LTO: Welche waren die dominanten Themen?
Seegmüller: Am besten besucht waren die Foren zum Prozessrecht, zum Ausländer- und Asylrecht und zum öffentlichen Dienstrecht. Mit kurzem Abstand dahinter folgte das Bau- und Planungsrecht. Hier konnten aufgrund der Saalkapazität leider nicht alle Interessenten teilnehmen. Das waren die vier großen Bereiche, die das meiste Interesse gefunden haben.
Was tun mit all den Untätigkeitsklagen?
LTO: Worum ging es genau im Forum zum Prozessrecht?
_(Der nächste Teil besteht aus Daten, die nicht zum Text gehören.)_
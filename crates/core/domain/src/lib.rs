pub mod data;
pub mod setting;

pub use data::{PolledValue, PolledValueMap};
pub use setting::{
    EnumState, GroupDescriptor, Parity, PointLocation, SerialDescriptor, ServerDescriptor,
    TransportKind,
};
Seegmüller: Um die vor allem durch europäisches Recht ausgelöste Erweiterung des Kontrollauftrags der Verwaltungsgerichte, um die Anforderungen an das (Fortsetzungs-) feststellungsinteresse im Licht des Art. 19 Abs. 4 Grundgesetz (GG) und um die Interpretation der Zulassungsgründe für die Berufung. Außerdem wurden zahlreiche Einzelfragen des Prozessrechts diskutiert, wie etwa der Prüfungsumfang und die Entscheidungsart bei Untätigkeitsklagen und die Zulässigkeit reiner Bescheidungsklagen bei gebundenen Ansprüchen.
Das deutsche Konzept des subjektiven Rechtschutzes, also die Verknüpfung des Zugangs zu den Gerichten mit einer möglichen Betroffenheit des Klägers in eigenen Rechten, gerät durch die Rechtsentwicklung im Umwelt- und Planungsrecht unter Druck. Dort beobachten wir eine Tendenz zu einer immer stärkeren Ablösung der Klagemöglichkeit vom subjektiven Recht. Die Frage ist, inwieweit sich dieser Trend zukünftig auf das gesamte Prozessrecht auswirken kann.
In den vergangenen Jahren hatten die Verwaltungsgerichte mit einem massiven Anstieg von Untätigkeitsklagen gegen das Bundesamt für Migration und Flüchtlinge (BAMF) umzugehen. In diesen Fällen klagen Asylbewerber gegen das Bundesamt für Migration und Flüchtlinge (BAMF) nicht wegen eines ablehnenden Bescheids, sondern weil sie von dem nach wie vor stark belasteten Amt zu lange gar keine Entscheidung über ihren Asylantrag bekommen. Was für Anwälte auch ein Geschäftsmodell war, hat die Gerichte relativ schnell überfordert. Für die Verwaltungsrichter stellt sich dann die Frage, ob sie auf solche Klagen hin die Arbeit, die eigentlich im BAMF gemacht werden müsste, also erstmalige vollständige Sachverhaltsermittlung, erste Anhörung der behaupteten Verfolgungsgeschichte und deren kritische Überprüfung, anstelle des BAMF erledigen oder ob es ausreichen kann, das BAMF zur unverzüglichen Bescheidung zu verurteilen.